[[ RECORDS PROVIDED open ]]
use thiserror::Error;
use vela_vdwp::{ThreadId, VwpError};

pub type DebugResult<T> = Result<T, DebugError>;

/// Session-level error taxonomy.
///
/// Every variant carries a stable short code (see [`DebugError::code`]) that
/// is prefixed to the DAP error message, so clients and tests can tell
/// invariant violations (`STALE_REFERENCE`, `THREAD_ALREADY_SUSPENDED`) apart
/// from transient runtime conditions.
#[derive(Error, Debug)]
pub enum DebugError {
    #[error("vwp: {0}")]
    Wire(#[from] VwpError),
    #[error("variablesReference {0} was issued in an earlier suspension")]
    StaleReference(i64),
    #[error("unknown variablesReference {0}")]
    UnknownVariablesReference(i64),
    #[error("unknown frameId {0}")]
    UnknownFrameId(i64),
    #[error("session is terminated")]
    SessionTerminated,
    #[error("launch failed: {0}")]
    LaunchFailure(String),
    #[error("attach failed: {0}")]
    AttachFailure(String),
    #[error("thread {0} already has a suspended context")]
    ThreadAlreadySuspended(ThreadId),
    #[error("thread {0} is not suspended")]
    ThreadNotSuspended(ThreadId),
    #[error("evaluation failed: {0}")]
    EvalFailed(String),
    #[error("evaluation timed out")]
    EvalTimeout,
    #[error("invalid request: {0}")]
    InvalidRequest(String),
}

impl DebugError {
    pub fn code(&self) -> &'static str {
        match self {
            DebugError::Wire(_) => "RUNTIME_ERROR",
            DebugError::StaleReference(_) => "STALE_REFERENCE",
            DebugError::UnknownVariablesReference(_) => "UNKNOWN_REFERENCE",
            DebugError::UnknownFrameId(_) => "UNKNOWN_FRAME",
            DebugError::SessionTerminated => "SESSION_TERMINATED",
            DebugError::LaunchFailure(_) => "LAUNCH_FAILURE",
            DebugError::AttachFailure(_) => "ATTACH_FAILURE",
            DebugError::ThreadAlreadySuspended(_) => "THREAD_ALREADY_SUSPENDED",
            DebugError::ThreadNotSuspended(_) => "THREAD_NOT_SUSPENDED",
            DebugError::EvalFailed(_) => "EVAL_FAILED",
            DebugError::EvalTimeout => "EVAL_TIMEOUT",
            DebugError::InvalidRequest(_) => "INVALID_REQUEST",
        }
    }

    /// The message surfaced in a DAP error response.
    pub fn client_message(&self) -> String {
        format!("{}: {}", self.code(), self)
    }
}
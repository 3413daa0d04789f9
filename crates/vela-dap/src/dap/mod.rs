//! Debug Adapter Protocol plumbing: message shapes and the Content-Length
//! framed codec.

pub mod codec;
pub mod messages;

pub use codec::{DapError, DapReader, DapWriter};
pub use messages::{make_event, make_response, Event, Request, Response};
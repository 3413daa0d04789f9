use crate::types::{Location, RefTag, Result, VwpError, VwpValue};

pub const HANDSHAKE: &[u8] = b"VWP-Handshake";
pub const HEADER_LEN: usize = 11;
pub const FLAG_REPLY: u8 = 0x80;

/// Wire tags for [`VwpValue`]. Unlike JDWP, Vela ids are always 8 bytes, so
/// there is no id-size negotiation step.
pub const VALUE_TAG_NIL: u8 = 0;
pub const VALUE_TAG_BOOL: u8 = 1;
pub const VALUE_TAG_INT: u8 = 2;
pub const VALUE_TAG_FLOAT: u8 = 3;
pub const VALUE_TAG_BYTE: u8 = 4;
pub const VALUE_TAG_STR: u8 = 5;
pub const VALUE_TAG_REF: u8 = 6;

pub struct VwpWriter {
    buf: Vec<u8>,
}

impl VwpWriter {
    pub fn new() -> Self {
        Self { buf: Vec::new() }
    }

    pub fn into_vec(self) -> Vec<u8> {
        self.buf
    }

    pub fn write_u8(&mut self, v: u8) {
        self.buf.push(v);
    }

    pub fn write_bool(&mut self, v: bool) {
        self.buf.push(if v { 1 } else { 0 });
    }

    pub fn write_u16(&mut self, v: u16) {
        self.buf.extend_from_slice(&v.to_be_bytes());
    }

    pub fn write_u32(&mut self, v: u32) {
        self.buf.extend_from_slice(&v.to_be_bytes());
    }

    pub fn write_i32(&mut self, v: i32) {
        self.buf.extend_from_slice(&v.to_be_bytes());
    }

    pub fn write_u64(&mut self, v: u64) {
        self.buf.extend_from_slice(&v.to_be_bytes());
    }

    pub fn write_i64(&mut self, v: i64) {
        self.buf.extend_from_slice(&v.to_be_bytes());
    }

    pub fn write_f64(&mut self, v: f64) {
        self.buf.extend_from_slice(&v.to_be_bytes());
    }

    pub fn write_string(&mut self, s: &str) {
        // VWP strings are length-prefixed with a u32 number of bytes.
        self.write_u32(s.len() as u32);
        self.buf.extend_from_slice(s.as_bytes());
    }

    pub fn write_location(&mut self, loc: &Location) {
        self.write_u64(loc.function_id);
        self.write_u64(loc.code_index);
    }

    pub fn write_value(&mut self, v: &VwpValue) {
        match v {
            VwpValue::Nil => self.write_u8(VALUE_TAG_NIL),
            VwpValue::Bool(b) => {
                self.write_u8(VALUE_TAG_BOOL);
                self.write_bool(*b);
            }
            VwpValue::Int(i) => {
                self.write_u8(VALUE_TAG_INT);
                self.write_i64(*i);
            }
            VwpValue::Float(f) => {
                self.write_u8(VALUE_TAG_FLOAT);
                self.write_f64(*f);
            }
            VwpValue::Byte(b) => {
                self.write_u8(VALUE_TAG_BYTE);
                self.write_u8(*b);
            }
            VwpValue::Str(s) => {
                self.write_u8(VALUE_TAG_STR);
                self.write_string(s);
            }
            VwpValue::Ref { id, tag, type_desc } => {
                self.write_u8(VALUE_TAG_REF);
                self.write_u8(tag.to_wire());
                self.write_u64(*id);
                self.write_u64(*type_desc);
            }
        }
    }
}

pub struct VwpReader<'a> {
    buf: &'a [u8],
    pos: usize,
}

impl<'a> VwpReader<'a> {
    pub fn new(buf: &'a [u8]) -> Self {
        Self { buf, pos: 0 }
    }

    fn require(&self, n: usize) -> Result<()> {
        let end = self.pos.checked_add(n).ok_or_else(|| {
            VwpError::Protocol(format!(
                "buffer underflow: need {n} bytes at {}, have {}",
                self.pos,
                self.buf.len()
            ))
        })?;

        if end > self.buf.len() {
            return Err(VwpError::Protocol(format!(
                "buffer underflow: need {n} bytes at {}, have {}",
                self.pos,
                self.buf.len()
            )));
        }
        Ok(())
    }

    pub fn remaining(&self) -> usize {
        self.buf.len().saturating_sub(self.pos)
    }

    pub fn read_u8(&mut self) -> Result<u8> {
        self.require(1)?;
        let v = self.buf[self.pos];
        self.pos += 1;
        Ok(v)
    }

    pub fn read_bool(&mut self) -> Result<bool> {
        Ok(self.read_u8()? != 0)
    }

    pub fn read_u16(&mut self) -> Result<u16> {
        self.require(2)?;
        let v = u16::from_be_bytes([self.buf[self.pos], self.buf[self.pos + 1]]);
        self.pos += 2;
        Ok(v)
    }

    pub fn read_u32(&mut self) -> Result<u32> {
        self.require(4)?;
        let v = u32::from_be_bytes([
            self.buf[self.pos],
            self.buf[self.pos + 1],
            self.buf[self.pos + 2],
            self.buf[self.pos + 3],
        ]);
        self.pos += 4;
        Ok(v)
    }

    pub fn read_i32(&mut self) -> Result<i32> {
        Ok(self.read_u32()? as i32)
    }

    pub fn read_u64(&mut self) -> Result<u64> {
        self.require(8)?;
        let mut be = [0u8; 8];
        be.copy_from_slice(&self.buf[self.pos..self.pos + 8]);
        self.pos += 8;
        Ok(u64::from_be_bytes(be))
    }

    pub fn read_i64(&mut self) -> Result<i64> {
        Ok(self.read_u64()? as i64)
    }

    pub fn read_f64(&mut self) -> Result<f64> {
        Ok(f64::from_bits(self.read_u64()?))
    }

    pub fn read_string(&mut self) -> Result<String> {
        let len = self.read_u32()? as usize;
        self.require(len)?;
        let bytes = &self.buf[self.pos..self.pos + len];
        self.pos += len;
        let mut out = Vec::new();
        out.try_reserve_exact(len).map_err(|_| {
            VwpError::Protocol(format!("unable to allocate string buffer ({len} bytes)"))
        })?;
        out.extend_from_slice(bytes);
        Ok(String::from_utf8(out)?)
    }

    pub fn read_location(&mut self) -> Result<Location> {
        Ok(Location {
            function_id: self.read_u64()?,
            code_index: self.read_u64()?,
        })
    }

    pub fn read_value(&mut self) -> Result<VwpValue> {
        let tag = self.read_u8()?;
        let v = match tag {
            VALUE_TAG_NIL => VwpValue::Nil,
            VALUE_TAG_BOOL => VwpValue::Bool(self.read_bool()?),
            VALUE_TAG_INT => VwpValue::Int(self.read_i64()?),
            VALUE_TAG_FLOAT => VwpValue::Float(self.read_f64()?),
            VALUE_TAG_BYTE => VwpValue::Byte(self.read_u8()?),
            VALUE_TAG_STR => VwpValue::Str(self.read_string()?),
            VALUE_TAG_REF => {
                let ref_tag = RefTag::from_wire(self.read_u8()?);
                VwpValue::Ref {
                    id: self.read_u64()?,
                    tag: ref_tag,
                    type_desc: self.read_u64()?,
                }
            }
            other => {
                return Err(VwpError::Protocol(format!("unknown value tag: {other}")));
            }
        };
        Ok(v)
    }
}

pub fn encode_command(id: u32, command_set: u8, command: u8, payload: &[u8]) -> Vec<u8> {
    let length = (HEADER_LEN + payload.len()) as u32;
    let mut out = Vec::with_capacity(length as usize);
    out.extend_from_slice(&length.to_be_bytes());
    out.extend_from_slice(&id.to_be_bytes());
    out.push(0); // flags
    out.push(command_set);
    out.push(command);
    out.extend_from_slice(payload);
    out
}

pub fn encode_reply(id: u32, error_code: u16, payload: &[u8]) -> Vec<u8> {
    let length = (HEADER_LEN + payload.len()) as u32;
    let mut out = Vec::with_capacity(length as usize);
    out.extend_from_slice(&length.to_be_bytes());
    out.extend_from_slice(&id.to_be_bytes());
    out.push(FLAG_REPLY);
    out.extend_from_slice(&error_code.to_be_bytes());
    out.extend_from_slice(payload);
    out
}

#[cfg(test)]
mod tests {
    use super::*;

    #[test]
    fn values_round_trip() {
        let values = [
            VwpValue::Nil,
            VwpValue::Bool(true),
            VwpValue::Int(-42),
            VwpValue::Float(2.5),
            VwpValue::Byte(0xfe),
            VwpValue::Str("héllo".to_string()),
            VwpValue::Ref {
                id: 0x1234,
                tag: RefTag::Record,
                type_desc: 9,
            },
        ];
        let mut w = VwpWriter::new();
        for v in &values {
            w.write_value(v);
        }
        let buf = w.into_vec();
        let mut r = VwpReader::new(&buf);
        for v in &values {
            assert_eq!(&r.read_value().unwrap(), v);
        }
        assert_eq!(r.remaining(), 0);
    }

    #[test]
    fn reader_reports_underflow() {
        let mut r = VwpReader::new(&[0, 0]);
        let err = r.read_u32().unwrap_err();
        assert!(matches!(err, VwpError::Protocol(_)));
    }

    #[test]
    fn command_and_reply_headers() {
        let cmd = encode_command(7, 1, 2, &[0xaa]);
        assert_eq!(cmd.len(), HEADER_LEN + 1);
        assert_eq!(&cmd[..4], &12u32.to_be_bytes());
        assert_eq!(&cmd[4..8], &7u32.to_be_bytes());
        assert_eq!(cmd[8], 0);
        assert_eq!(cmd[9], 1);
        assert_eq!(cmd[10], 2);

        let reply = encode_reply(7, 10, &[]);
        assert_eq!(reply[8], FLAG_REPLY);
        assert_eq!(&reply[9..11], &10u16.to_be_bytes());
    }
}
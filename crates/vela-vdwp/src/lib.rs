//! Vela Debug Wire Protocol (VWP) client.
//!
//! VWP is the binary request/reply/event protocol spoken by a Vela VM started
//! with debugging enabled. `vela-dap` consumes this crate to suspend and
//! resume threads, walk stacks, read the object graph, evaluate expressions,
//! and subscribe to asynchronous stop events.
//!
//! The client is async (`tokio`) and cancellation-aware: every command is
//! bounded by a reply timeout, and the whole connection can be torn down
//! through [`VwpClient::shutdown`] or by the VM closing the socket.

mod client;
mod codec;
pub mod types;

pub use client::{EventModifier, VwpClient, VwpClientConfig};
pub use types::{
    canonical_float, EvalOutcome, FrameId, FrameInfo, FunctionInfo, LineTableEntry, Location,
    NamedValue, ObjectId, ObjectSummary, RefTag, RequestId, StepDepth, ThreadId, TypeDesc,
    TypeInfo, VwpError, VwpEvent, VwpValue, ERROR_INVALID_FRAME, ERROR_INVALID_OBJECT,
    ERROR_INVALID_THREAD, EVENT_KIND_BREAKPOINT, EVENT_KIND_EXCEPTION, EVENT_KIND_FUNCTION_ENTRY,
    EVENT_KIND_SINGLE_STEP, EVENT_KIND_THREAD_DEATH, EVENT_KIND_VM_EXIT, SUSPEND_POLICY_ALL,
    SUSPEND_POLICY_EVENT_THREAD, SUSPEND_POLICY_NONE,
};

// The mock VM is only needed for tests and downstream integration suites.
// Compile it for vela-vdwp's own unit tests unconditionally (via `cfg(test)`),
// while keeping it behind the `wire-test-support` feature for normal builds
// and for downstream crates.
#[cfg(any(test, feature = "wire-test-support"))]
pub mod mock;
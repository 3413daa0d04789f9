//! Shared harness for the integration tests: a DAP client talking to the
//! real server over an in-memory duplex pipe, with the server attached to a
//! scripted [`MockVm`].

use std::{collections::VecDeque, sync::Arc, time::Duration};

use serde_json::{json, Value};
use tokio::io::{DuplexStream, ReadHalf, WriteHalf};
use vela_dap::{
    config::DapConfig,
    dap::{DapReader, DapWriter},
    server, DebugSession,
};
use vela_vdwp::{mock::MockVm, Location};

const MESSAGE_TIMEOUT: Duration = Duration::from_secs(10);

pub struct DapClient {
    reader: DapReader<ReadHalf<DuplexStream>>,
    writer: DapWriter<WriteHalf<DuplexStream>>,
    next_seq: i64,
    inbox: VecDeque<Value>,
}

impl DapClient {
    /// Start a fresh server on an in-memory pipe and return the client end.
    pub fn start(config: DapConfig) -> Self {
        let (client_end, server_end) = tokio::io::duplex(64 * 1024);
        let (server_read, server_write) = tokio::io::split(server_end);
        let session = Arc::new(DebugSession::new(config));
        tokio::spawn(async move {
            let _ = server::run(session, server_read, server_write).await;
        });

        let (client_read, client_write) = tokio::io::split(client_end);
        Self {
            reader: DapReader::new(client_read),
            writer: DapWriter::new(client_write),
            next_seq: 1,
            inbox: VecDeque::new(),
        }
    }

    async fn read_message(&mut self) -> Value {
        tokio::time::timeout(MESSAGE_TIMEOUT, self.reader.read_value())
            .await
            .expect("timed out waiting for a dap message")
            .expect("dap read failed")
            .expect("dap stream closed")
    }

    /// Send a request and wait for its response, buffering any events that
    /// arrive in between.
    pub async fn request(&mut self, command: &str, arguments: Value) -> Value {
        let seq = self.next_seq;
        self.next_seq += 1;
        let request = json!({
            "seq": seq,
            "type": "request",
            "command": command,
            "arguments": arguments,
        });
        self.writer.write_value(&request).await.expect("dap write failed");

        loop {
            let message = self.read_message().await;
            if message["type"] == "response" && message["request_seq"] == seq {
                return message;
            }
            self.inbox.push_back(message);
        }
    }

    pub async fn request_ok(&mut self, command: &str, arguments: Value) -> Value {
        let response = self.request(command, arguments).await;
        assert_eq!(
            response["success"], true,
            "request {command} failed: {response}"
        );
        response["body"].clone()
    }

    pub async fn request_err(&mut self, command: &str, arguments: Value) -> String {
        let response = self.request(command, arguments).await;
        assert_eq!(
            response["success"], false,
            "request {command} unexpectedly succeeded: {response}"
        );
        response["message"].as_str().unwrap_or_default().to_string()
    }

    /// The next event with the given name, buffered or freshly read.
    pub async fn next_event(&mut self, name: &str) -> Value {
        if let Some(pos) = self
            .inbox
            .iter()
            .position(|message| message["type"] == "event" && message["event"] == name)
        {
            return self.inbox.remove(pos).expect("indexed event vanished");
        }
        loop {
            let message = self.read_message().await;
            if message["type"] == "event" && message["event"] == name {
                return message;
            }
            self.inbox.push_back(message);
        }
    }

    /// Assert that no event with this name is buffered or arrives within the
    /// quiet window.
    pub async fn expect_no_event(&mut self, name: &str, window: Duration) {
        assert!(
            !self
                .inbox
                .iter()
                .any(|message| message["type"] == "event" && message["event"] == name),
            "unexpected buffered {name} event"
        );
        let result = tokio::time::timeout(window, async {
            loop {
                let message = self.read_message().await;
                if message["type"] == "event" && message["event"] == name {
                    return message;
                }
                self.inbox.push_back(message);
            }
        })
        .await;
        assert!(result.is_err(), "unexpected {name} event: {result:?}");
    }
}

/// Run `initialize` + `attach` against the mock and consume the handshake
/// events.
pub async fn attach(client: &mut DapClient, vm: &MockVm) {
    client
        .request_ok(
            "initialize",
            json!({ "clientName": "vela-dap-tests", "linesStartAt1": true }),
        )
        .await;
    client.next_event("initialized").await;
    client
        .request_ok(
            "attach",
            json!({ "host": "127.0.0.1", "port": vm.addr().port() }),
        )
        .await;
}

/// Suspend a thread and return its innermost DAP frame id.
pub async fn pause_and_top_frame(client: &mut DapClient, thread: u64) -> i64 {
    client
        .request_ok("pause", json!({ "threadId": thread }))
        .await;
    let stopped = client.next_event("stopped").await;
    assert_eq!(stopped["body"]["reason"], "pause");
    let body = client
        .request_ok("stackTrace", json!({ "threadId": thread }))
        .await;
    body["stackFrames"][0]["id"]
        .as_i64()
        .expect("stack frame id")
}

pub fn loc(function_id: u64, code_index: u64) -> Location {
    Location {
        function_id,
        code_index,
    }
}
[[ RECORDS PROVIDED closed ]]
TASK INSTRUCTIONS
How many lines of the entries include the string "messages"? Answer with a number and no other words.

ANSWER BOX
2